Descrizione
Beata Teresa Bracco, Vergine e martire.
Visse la vita semplice dei campi, distinguendosi per virtù familiari, per pietà e per rara modestia cristiana. La sua maturazione spirituale avviene sotto la guida del parroco don Natale Olivieri. San Domenico Savio, di cui era devota, le suggerisce la decisione suprema: “Piuttosto che fare peccato, mi faccio ammazzare”. Il rastrellamento tedesco del 28 agosto 1944 le offre l’occasione di realizzare l’eroico proposito.

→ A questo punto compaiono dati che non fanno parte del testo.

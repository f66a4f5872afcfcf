//! # btu_core - Greenhouse Heat-Loss Engine
//!
//! `btu_core` estimates how much heating a greenhouse needs, in BTU/hr, from
//! its shape, dimensions, covering/frame/insulation materials and the design
//! temperatures. Inputs and outputs are JSON-serializable so any front end
//! can drive it.
//!
//! ## Design Philosophy
//!
//! - **Stateless**: `calculate` is a pure function of its input and catalog
//! - **Data-driven catalog**: materials come from an injectable [`materials::Catalog`]
//! - **Rich Errors**: unknown keys and unusable values are reported, never
//!   turned into NaN
//!
//! ## Quick Start
//!
//! ```rust
//! use btu_core::{calculate, Catalog, HeatLossInput, Shape};
//!
//! let input = HeatLossInput {
//!     shape: Shape::Hoop,
//!     insulation: "standardHayBale".to_string(),
//!     ..HeatLossInput::default()
//! };
//!
//! let result = calculate(&input, Catalog::builtin()).unwrap();
//! println!("Total required: {} BTU/hr", result.total_btu);
//! ```
//!
//! ## Modules
//!
//! - [`calculations`] - Area calculator and heat-loss estimator
//! - [`equations`] - The underlying formulas
//! - [`materials`] - Material types and the catalog
//! - [`units`] - Type-safe unit wrappers
//! - [`errors`] - Structured error types

pub mod calculations;
pub mod equations;
pub mod errors;
pub mod materials;
pub mod units;

// Re-export commonly used types at crate root for convenience
pub use calculations::heat_loss::calculate;
pub use calculations::{Dimensions, HeatLossInput, HeatLossResult, Shape, SurfaceAreas, Temperature};
pub use errors::{CalcError, CalcResult};
pub use materials::{Catalog, CoveringMaterial, FrameMaterial, Insulation, MaterialSelection};
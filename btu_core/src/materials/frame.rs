//! Structural frame materials and their thermal bridge factors.

use serde::{Deserialize, Serialize};

use crate::errors::{CalcError, CalcResult};

/// A frame material.
///
/// The thermal bridge factor is in (0, 1]; the estimator divides the
/// envelope loss by it, so 1.0 is an ideal frameless enclosure and lower
/// values leak more heat through the framing.
#[derive(Debug, Clone, PartialEq, Serialize, Deserialize)]
pub struct FrameMaterial {
    /// Display name (e.g., "Aluminum")
    pub name: String,
    /// Thermal bridge correction factor in (0, 1]
    pub thermal_bridge: f64,
}

impl FrameMaterial {
    pub fn new(name: impl Into<String>, thermal_bridge: f64) -> Self {
        FrameMaterial {
            name: name.into(),
            thermal_bridge,
        }
    }

    pub fn validate(&self, key: &str) -> CalcResult<()> {
        if !(self.thermal_bridge > 0.0 && self.thermal_bridge <= 1.0) {
            return Err(CalcError::invalid_input(
                format!("frames.{}.thermal_bridge", key),
                self.thermal_bridge.to_string(),
                "Thermal bridge factor must be in (0, 1]",
            ));
        }
        Ok(())
    }

    /// Selection label (frames list by name only)
    pub fn label(&self) -> String {
        self.name.clone()
    }
}

impl std::fmt::Display for FrameMaterial {
    fn fmt(&self, f: &mut std::fmt::Formatter<'_>) -> std::fmt::Result {
        write!(f, "{}", self.name)
    }
}

#[cfg(test)]
mod tests {
    use super::*;

    #[test]
    fn test_validate_range() {
        assert!(FrameMaterial::new("Treated Wood", 0.95).validate("wood").is_ok());
        assert!(FrameMaterial::new("Ideal", 1.0).validate("ideal").is_ok());
        assert!(FrameMaterial::new("None", 0.0).validate("none").is_err());
        assert!(FrameMaterial::new("Over", 1.2).validate("over").is_err());
        assert!(FrameMaterial::new("NaN", f64::NAN).validate("nan").is_err());
    }

    #[test]
    fn test_label() {
        assert_eq!(FrameMaterial::new("Galvanized Steel", 0.80).label(), "Galvanized Steel");
    }
}
//! # Heat-Loss Calculations
//!
//! Each calculation follows the pattern:
//!
//! - `*Input` - Input parameters (JSON-serializable)
//! - `*Result` - Calculation results (JSON-serializable)
//! - `calculate(...)` - Pure calculation function
//!
//! ## Available Calculations
//!
//! - [`area`] - Envelope areas from shape and dimensions
//! - [`heat_loss`] - BTU/hr heat loss per surface and in total

pub mod area;
pub mod heat_loss;

pub use area::{Dimensions, Shape, SurfaceAreas};
pub use heat_loss::{HeatLossBreakdown, HeatLossInput, HeatLossResult, Temperature};
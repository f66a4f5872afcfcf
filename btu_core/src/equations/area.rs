//! # Envelope Area Formulas
//!
//! Gross surface areas of the two supported greenhouse shapes. Door area is
//! computed separately and subtracted by the caller.
//!
//! ## Notation
//!
//! - `L` = length along the ridge
//! - `W` = width (hoop diameter for hoop houses)
//! - `H` = wall / end-wall height

use std::f64::consts::PI;

use crate::units::{Feet, SqFt};

// =============================================================================
// DOORS
// =============================================================================

/// Door area
///
/// # Formula
/// A_door = w_door × h_door
///
/// # Example
/// ```rust
/// use btu_core::equations::area::door_area;
/// use btu_core::units::Feet;
///
/// assert_eq!(door_area(Feet(3.0), Feet(6.5)).0, 19.5);
/// ```
#[inline]
pub fn door_area(width: Feet, height: Feet) -> SqFt {
    width * height
}

// =============================================================================
// RECTANGULAR HOUSE
// Four vertical walls and a flat (projected) roof
// =============================================================================

/// Gross wall area of a rectangular house (two side walls + two end walls)
///
/// ```text
///        L
///   ┌─────────┐
///   │         │ W      walls = 2·(L·H) + 2·(W·H)
///   └─────────┘
/// ```
///
/// # Formula
/// A_walls = 2·(L·H + W·H)
#[inline]
pub fn rectangular_wall_area(length: Feet, width: Feet, height: Feet) -> SqFt {
    (length * height + width * height) * 2.0
}

/// Roof area of a rectangular house, taken as the footprint
///
/// # Formula
/// A_roof = L·W
#[inline]
pub fn rectangular_roof_area(length: Feet, width: Feet) -> SqFt {
    length * width
}

// =============================================================================
// HOOP HOUSE
// Semicircular arch along the length, two end walls
// =============================================================================

/// Gross end-wall area of a hoop house
///
/// The end walls are treated as W × H rectangles.
///
/// # Formula
/// A_walls = 2·(W·H)
#[inline]
pub fn hoop_wall_area(width: Feet, height: Feet) -> SqFt {
    (width * height) * 2.0
}

/// Arched roof area of a hoop house
///
/// ```text
///      ╭───╮
///    ╭╯     ╰╮      arc = π·W/2 (half circumference)
///    │   W   │
/// ```
///
/// # Formula
/// A_roof = L·(π·W/2)
///
/// # Example
/// ```rust
/// use btu_core::equations::area::hoop_roof_area;
/// use btu_core::units::Feet;
///
/// let roof = hoop_roof_area(Feet(20.0), Feet(12.0));
/// assert!((roof.0 - 376.99).abs() < 0.01);
/// ```
#[inline]
pub fn hoop_roof_area(length: Feet, width: Feet) -> SqFt {
    let arc_length = Feet(PI * width.value() / 2.0);
    length * arc_length
}

#[cfg(test)]
mod tests {
    use super::*;
    use approx::assert_relative_eq;

    #[test]
    fn test_door_area() {
        assert_relative_eq!(door_area(Feet(3.0), Feet(6.5)).0, 19.5);
    }

    #[test]
    fn test_rectangular_areas() {
        // 2·(20·8) + 2·(12·8) = 512
        assert_relative_eq!(rectangular_wall_area(Feet(20.0), Feet(12.0), Feet(8.0)).0, 512.0);
        assert_relative_eq!(rectangular_roof_area(Feet(20.0), Feet(12.0)).0, 240.0);
    }

    #[test]
    fn test_hoop_areas() {
        assert_relative_eq!(hoop_wall_area(Feet(12.0), Feet(8.0)).0, 192.0);
        assert_relative_eq!(hoop_roof_area(Feet(20.0), Feet(12.0)).0, 120.0 * PI, epsilon = 1e-9);
    }

    #[test]
    fn test_zero_width_hoop_has_no_roof() {
        assert_eq!(hoop_roof_area(Feet(20.0), Feet(0.0)).0, 0.0);
    }
}
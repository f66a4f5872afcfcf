//! # Heat-Loss Equations
//!
//! The raw formulas behind the estimator, kept apart from input handling so
//! they can be checked against the references one by one.
//!
//! ## Modules
//!
//! - [`area`] - Envelope surface areas for rectangular and hoop houses
//! - [`heat`] - Steady-state conduction and the whole-house correction
//!
//! ## Conventions
//!
//! - Lengths in feet, areas in square feet
//! - Temperatures in °F, heat flow in BTU/hr
//! - R-values in hr·ft²·°F/BTU
//!
//! ## References
//!
//! - ASHRAE Handbook: Fundamentals, Chapter 18 (heat transmission)
//! - NRAES-33, Greenhouse Engineering, Chapter 5 (heat loss)

pub mod area;
pub mod heat;

pub use area::{door_area, hoop_roof_area, hoop_wall_area, rectangular_roof_area, rectangular_wall_area};
pub use heat::{conductive_loss, whole_house_loss, SAFETY_FACTOR};
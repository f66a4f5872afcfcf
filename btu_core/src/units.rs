//! # Unit Types
//!
//! Lightweight newtype wrappers for the units the estimator works in. They
//! serialize as plain numbers so JSON stays clean.
//!
//! ## US Customary Units
//!
//! - Length: feet (ft)
//! - Area: square feet (sq ft)
//! - Temperature difference: degrees Fahrenheit (°F)
//! - Heat flow: British Thermal Units per hour (BTU/hr)
//!
//! ## Example
//!
//! ```rust
//! use btu_core::units::{Feet, SqFt};
//!
//! let length = Feet(20.0);
//! let width = Feet(12.0);
//! let floor: SqFt = length * width;
//! assert_eq!(floor.0, 240.0);
//! ```

use serde::{Deserialize, Serialize};
use std::ops::{Add, Div, Mul, Sub};

/// Length in feet
#[derive(Debug, Clone, Copy, PartialEq, PartialOrd, Default, Serialize, Deserialize)]
#[serde(transparent)]
pub struct Feet(pub f64);

/// Area in square feet
#[derive(Debug, Clone, Copy, PartialEq, PartialOrd, Default, Serialize, Deserialize)]
#[serde(transparent)]
pub struct SqFt(pub f64);

/// Temperature difference in degrees Fahrenheit
#[derive(Debug, Clone, Copy, PartialEq, PartialOrd, Default, Serialize, Deserialize)]
#[serde(transparent)]
pub struct DegF(pub f64);

/// Heat flow rate in BTU per hour
#[derive(Debug, Clone, Copy, PartialEq, PartialOrd, Default, Serialize, Deserialize)]
#[serde(transparent)]
pub struct BtuPerHr(pub f64);

impl Mul for Feet {
    type Output = SqFt;
    fn mul(self, rhs: Feet) -> SqFt {
        SqFt(self.0 * rhs.0)
    }
}

impl Feet {
    /// Clamp to zero; NaN also becomes zero.
    pub fn non_negative(self) -> Self {
        if self.0 > 0.0 {
            self
        } else {
            Feet(0.0)
        }
    }
}

impl SqFt {
    /// Clamp to zero; NaN also becomes zero.
    pub fn non_negative(self) -> Self {
        if self.0 > 0.0 {
            self
        } else {
            SqFt(0.0)
        }
    }
}

impl BtuPerHr {
    /// Round to the nearest whole BTU/hr for display. Negative values become 0.
    pub fn rounded(self) -> u64 {
        if self.0 > 0.0 {
            self.0.round() as u64
        } else {
            0
        }
    }
}

macro_rules! impl_arithmetic {
    ($type:ty) => {
        impl Add for $type {
            type Output = Self;
            fn add(self, rhs: Self) -> Self::Output {
                Self(self.0 + rhs.0)
            }
        }

        impl Sub for $type {
            type Output = Self;
            fn sub(self, rhs: Self) -> Self::Output {
                Self(self.0 - rhs.0)
            }
        }

        impl Mul<f64> for $type {
            type Output = Self;
            fn mul(self, rhs: f64) -> Self::Output {
                Self(self.0 * rhs)
            }
        }

        impl Div<f64> for $type {
            type Output = Self;
            fn div(self, rhs: f64) -> Self::Output {
                Self(self.0 / rhs)
            }
        }

        impl $type {
            /// Get the raw f64 value
            pub fn value(self) -> f64 {
                self.0
            }

            /// Create from raw f64 value
            pub fn new(value: f64) -> Self {
                Self(value)
            }
        }
    };
}

impl_arithmetic!(Feet);
impl_arithmetic!(SqFt);
impl_arithmetic!(DegF);
impl_arithmetic!(BtuPerHr);

#[cfg(test)]
mod tests {
    use super::*;

    #[test]
    fn test_feet_times_feet_is_area() {
        let area = Feet(3.0) * Feet(6.5);
        assert_eq!(area, SqFt(19.5));
    }

    #[test]
    fn test_arithmetic() {
        let a = SqFt(10.0);
        let b = SqFt(4.0);
        assert_eq!((a + b).0, 14.0);
        assert_eq!((a - b).0, 6.0);
        assert_eq!((a * 2.0).0, 20.0);
        assert_eq!((a / 2.0).0, 5.0);
    }

    #[test]
    fn test_non_negative() {
        assert_eq!(Feet(-5.0).non_negative(), Feet(0.0));
        assert_eq!(Feet(f64::NAN).non_negative(), Feet(0.0));
        assert_eq!(Feet(7.5).non_negative(), Feet(7.5));
        assert_eq!(SqFt(-1.0).non_negative(), SqFt(0.0));
    }

    #[test]
    fn test_rounding() {
        assert_eq!(BtuPerHr(438.75).rounded(), 439);
        assert_eq!(BtuPerHr(438.49).rounded(), 438);
        assert_eq!(BtuPerHr(0.5).rounded(), 1);
        assert_eq!(BtuPerHr(-12.0).rounded(), 0);
    }

    #[test]
    fn test_serialization() {
        let area = SqFt(492.5);
        let json = serde_json::to_string(&area).unwrap();
        assert_eq!(json, "492.5");
    }
}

Sequestrata da un militare tedesco, tenta prima di eluderne i brutali intenti portandolo in prossimità di abitazioni e, impedita, preferisce rinunciare alla vita piuttosto che perdere la virtù così gelosamente custodita per amore di Dio. La trovano cadavere martoriato il 30 di agosto. Papa Giovanni Paolo II l’ha dichiarata Beata il 24 maggio 1998 durante una solenne celebrazione a Torino.
Le sue spoglie riposano nel Santuario della Frazione Santa Giulia, nel comune di Dego (SV). La Diocesi di Acqui Terme e la Regione Pastorale Piemontese fanno memoria della Beata Teresa Bracco in data 30 agosto, mentre il suo nome è citato dal Martyrologium Romanum nell’anniversario della morte, il 29 agosto.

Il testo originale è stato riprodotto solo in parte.